I have sent a copy of my book to the Minister of Public Instruction; and I have suggested to him to send some able young men to Scotland with introductions which I can give, to see the true mode of conducting infant schools, and the instruction of youth of more advanced years. The Society may, perhaps, find young men who would willingly go under the auspices of the Minister, and be able to benefit by the mission.

Should you, Mr. President and Gentlemen, deem my little work likely to be of use in forwarding the cause of Phrenology, to which it may serve as an introduction, you will oblige me by making it known as extensively as may be in your power individually. With every feeling of respect, and ardent wishes for the prosperity of the Society, I have the honour, &c.

III. Phrenological Illustrations from the Encyclopædia Britannica. By Mr. ROBERT Cox.

In looking over some volumes of the new edition of the Encyclopædia Britannica, I have observed a few passages, which, as illustrative of Phrenology, may be worthy of transference to the pages of the Phrenological Journal.

In the Life of Linnæus, (vol. xiii. p. 367.) we are told that "his head was large, and its hinder part very high; his look was ardent, piercing, and apt to daunt the beholder; his ear was not sensible to music; and his temper quick, but easily appeased. Nature had, in an eminent manner, been liberal in the endowment of his mind. He seems to have possessed a lively imagination, corrected by a strong judgment, a most retentive memory, unremitting industry, and the greatest perseverance in all his pursuits." To say nothing of the large head,

[ocr errors]

liberal endowment of the mental powers in general, and symptoms of a lively temperament, the coincidence between the loftiness of head at the organ of Firmness, and the persevering disposition of Linnæus, is sufficiently remarkable.

Although few are now to be found who seriously dispute the innateness of genius, the following quotation from Mr. Haydon's eloquent article on PAINTING, (vol. xvi. p. 721.) will not be out of place in your Journal : "If ever there was a refutation of Reynolds's own theory, that 'genius was the child of circumstances,' he was a living one; in spite of all circumstances, in spite of the utter want of all education as a painter, in spite of all the apathy of the nation, and the extinction of art in Europe, out he came with a vigour and beauty which have ever since defied rivalship in portrait and children."

It appears from the article MAHOMMED that the brain of that remarkable man was large, and his temperament, like that of so many other similar characters, sanguine-bilious. "The personal appearance and private life of the prophet have been minutely described by the Arabian writers.

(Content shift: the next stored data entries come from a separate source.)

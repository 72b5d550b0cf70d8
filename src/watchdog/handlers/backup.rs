//! Local mirror sink.
//!
//! Writes each file to `<destination>/<relative_sub_directory>/<file_name>`,
//! creating directories as needed.
//!
//! A copy that is about to be replaced is moved to
//! `<destination>/.bizwatch-prev/...` first, so a rollback can put it back.
//! The new content is written next to the target and renamed over it, so
//! the mirror never holds a half-written file.

use std::io::ErrorKind;
use std::path::{Path, PathBuf};

use async_trait::async_trait;

use crate::watchdog::error::HandlerError;
use crate::watchdog::handler::Handler;
use crate::watchdog::record::FileRecord;

/// Directory under the destination holding the copies a rollback restores.
pub const PREVIOUS_DIR: &str = ".bizwatch-prev";

pub struct LocalBackupHandler {
    destination: PathBuf,
    priority: i32,
}

fn io_err(path: &Path) -> impl FnOnce(std::io::Error) -> HandlerError + '_ {
    move |source| HandlerError::Io {
        path: path.to_path_buf(),
        source,
    }
}

async fn ensure_parent(path: &Path) -> Result<(), HandlerError> {
    match path.parent() {
        Some(parent) => tokio::fs::create_dir_all(parent).await.map_err(io_err(parent)),
        None => Ok(()),
    }
}

/// `remove_file` that treats a missing file as done.
async fn remove_if_present(path: &Path) -> Result<(), HandlerError> {
    match tokio::fs::remove_file(path).await {
        Err(e) if e.kind() != ErrorKind::NotFound => Err(io_err(path)(e)),
        _ => Ok(()),
    }
}

impl LocalBackupHandler {
    pub fn new(destination: impl Into<PathBuf>, priority: i32) -> Self {
        Self {
            destination: destination.into(),
            priority,
        }
    }

    pub fn destination(&self) -> &Path {
        &self.destination
    }

    fn relative_for(record: &FileRecord) -> PathBuf {
        let mut rel = PathBuf::new();
        for segment in record
            .relative_sub_directory
            .split('/')
            .filter(|s| !s.is_empty() && *s != "." && *s != "..")
        {
            rel.push(segment);
        }
        rel.push(&record.file_name);
        rel
    }

    /// Where `record` ends up in the mirror.
    pub fn target_for(&self, record: &FileRecord) -> PathBuf {
        self.destination.join(Self::relative_for(record))
    }

    /// Where the copy replaced by `record` is kept until the next ship.
    pub fn previous_for(&self, record: &FileRecord) -> PathBuf {
        self.destination
            .join(PREVIOUS_DIR)
            .join(Self::relative_for(record))
    }
}

#[async_trait]
impl Handler for LocalBackupHandler {
    fn name(&self) -> &str {
        "backup"
    }

    fn priority(&self) -> i32 {
        self.priority
    }

    async fn handle(&self, record: &FileRecord) -> Result<(), HandlerError> {
        let target = self.target_for(record);
        let previous = self.previous_for(record);
        ensure_parent(&target).await?;

        // a previous copy left by an earlier ship belongs to that ship
        remove_if_present(&previous).await?;
        if tokio::fs::try_exists(&target).await.map_err(io_err(&target))? {
            ensure_parent(&previous).await?;
            tokio::fs::rename(&target, &previous)
                .await
                .map_err(io_err(&target))?;
        }

        let mut partial = target.clone().into_os_string();
        partial.push(".bizwatch-tmp");
        let partial = PathBuf::from(partial);
        tokio::fs::write(&partial, &record.content_bytes)
            .await
            .map_err(io_err(&partial))?;
        tokio::fs::rename(&partial, &target)
            .await
            .map_err(io_err(&target))?;

        crate::debug_event!("backup", "copied", "{}", target.display());
        Ok(())
    }

    /// Put back the copy this ship replaced, or remove the new copy if
    /// there was none.
    async fn rollback(&self, record: &FileRecord) -> Result<(), HandlerError> {
        let target = self.target_for(record);
        let previous = self.previous_for(record);

        match tokio::fs::rename(&previous, &target).await {
            Ok(()) => {
                crate::debug_event!("backup", "restored", "{}", target.display());
                Ok(())
            }
            Err(e) if e.kind() == ErrorKind::NotFound => {
                remove_if_present(&target).await?;
                crate::debug_event!("backup", "rolled back", "{}", target.display());
                Ok(())
            }
            Err(e) => Err(io_err(&previous)(e)),
        }
    }
}

#[cfg(test)]
mod tests {
    use super::*;
    use crate::watchdog::event::{ChangeEvent, Operation};
    use crate::watchdog::record::Resolved;
    use std::fs;
    use tempfile::TempDir;

    async fn record_for(root: &Path, rel: &str) -> FileRecord {
        let path = root.join(rel);
        fs::create_dir_all(path.parent().unwrap()).unwrap();
        fs::write(&path, "payload").unwrap();
        let event = ChangeEvent::new(&path, Operation::Create, "T1", root);
        match FileRecord::resolve(&event, "station-7").await.unwrap() {
            Resolved::File(record) => *record,
            Resolved::Directory => panic!("expected a file"),
        }
    }

    #[tokio::test]
    async fn test_backup_mirrors_relative_layout() {
        let src = TempDir::new().unwrap();
        let dst = TempDir::new().unwrap();
        let record = record_for(src.path(), "LOUP/1395T/run.csv").await;

        let handler = LocalBackupHandler::new(dst.path(), 10);
        handler.handle(&record).await.unwrap();

        let copied = dst.path().join("LOUP/1395T/run.csv");
        assert_eq!(fs::read_to_string(&copied).unwrap(), "payload");

        handler.rollback(&record).await.unwrap();
        assert!(!copied.exists());
        // second rollback is a no-op
        handler.rollback(&record).await.unwrap();
    }

    #[tokio::test]
    async fn test_rollback_restores_previously_mirrored_version() {
        let src = TempDir::new().unwrap();
        let dst = TempDir::new().unwrap();
        let handler = LocalBackupHandler::new(dst.path(), 10);
        let copied = dst.path().join("LOUP/run.csv");

        let v1 = record_for(src.path(), "LOUP/run.csv").await;
        handler.handle(&v1).await.unwrap();

        fs::write(src.path().join("LOUP/run.csv"), "payload-v2").unwrap();
        let event = v1.originating_event.clone();
        let v2 = match FileRecord::resolve(&event, "station-7").await.unwrap() {
            Resolved::File(record) => *record,
            Resolved::Directory => panic!("expected a file"),
        };
        handler.handle(&v2).await.unwrap();
        assert_eq!(fs::read_to_string(&copied).unwrap(), "payload-v2");

        // a later sink failed for v2: the mirror goes back to v1
        handler.rollback(&v2).await.unwrap();
        assert_eq!(fs::read_to_string(&copied).unwrap(), "payload");
        assert!(!handler.previous_for(&v2).exists());
    }

    #[tokio::test]
    async fn test_stale_previous_copy_is_not_restored() {
        let src = TempDir::new().unwrap();
        let dst = TempDir::new().unwrap();
        let handler = LocalBackupHandler::new(dst.path(), 10);
        let record = record_for(src.path(), "run.csv").await;

        handler.handle(&record).await.unwrap();
        handler.handle(&record).await.unwrap();
        assert!(handler.previous_for(&record).exists());

        // mirror cleared by an operator, then a fresh ship fails
        fs::remove_file(handler.target_for(&record)).unwrap();
        handler.handle(&record).await.unwrap();
        handler.rollback(&record).await.unwrap();
        assert!(!handler.target_for(&record).exists());
    }
}
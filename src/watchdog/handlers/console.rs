//! Sink that only logs what would be shipped.

use async_trait::async_trait;

use crate::watchdog::error::HandlerError;
use crate::watchdog::handler::Handler;
use crate::watchdog::record::FileRecord;

/// Logs each file at info level. Never fails.
pub struct ConsoleHandler {
    priority: i32,
}

impl ConsoleHandler {
    pub fn new(priority: i32) -> Self {
        Self { priority }
    }
}

impl Default for ConsoleHandler {
    fn default() -> Self {
        Self::new(0)
    }
}

#[async_trait]
impl Handler for ConsoleHandler {
    fn name(&self) -> &str {
        "console"
    }

    fn priority(&self) -> i32 {
        self.priority
    }

    async fn handle(&self, record: &FileRecord) -> Result<(), HandlerError> {
        crate::log_event!(
            "console",
            record.originating_event.operation,
            "{} [{}] {} bytes, sha256 {}",
            record.absolute_path.display(),
            record.business_id(),
            record.size_bytes,
            record.checksum
        );
        Ok(())
    }
}
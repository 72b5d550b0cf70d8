//! Command-line interface.
//!
//! Argument parsing lives in [`args`]; each subcommand has its own module
//! under [`commands`].

pub mod args;
pub mod commands;

pub use args::{Cli, Commands, StateAction};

He was of the middle height, and of a sanguine temperament; his head was large, and his complexion dark, but animated by ruddy hues; his features were regular and strongly formed; his eyes black and full of fire; he had a prominent forehead, an aquiline nose, full cheeks, and well-proportioned jaws; his mouth, though rather wide, was well formed, and his teeth white but not closely set; his hair, before he had it shaved off, was black, and his thick bushy beard had scarcely begun to blench at the time of his death; on the lower lip he had a small black mark, and between his eyebrows a vein which swelled under the excitement of choler. His physiognomy was at once mild and majestic, and his gait free notwithstanding his stoutness. His bones were thick and solid; the soles of his feet and the palms of his hands were strong and coarse, his ear was acute, his voice fine and sonorous; and between the shoulders he had an excrescence or wen, which the Mahommedans called the seal of the prophecy,' and which disappeared after his death. Such is the portrait which the Arabian authors have left us of Mahommed, and of which the exactness seems to be attested by the minuteness of the details." (Vol. xiv. p. 30.)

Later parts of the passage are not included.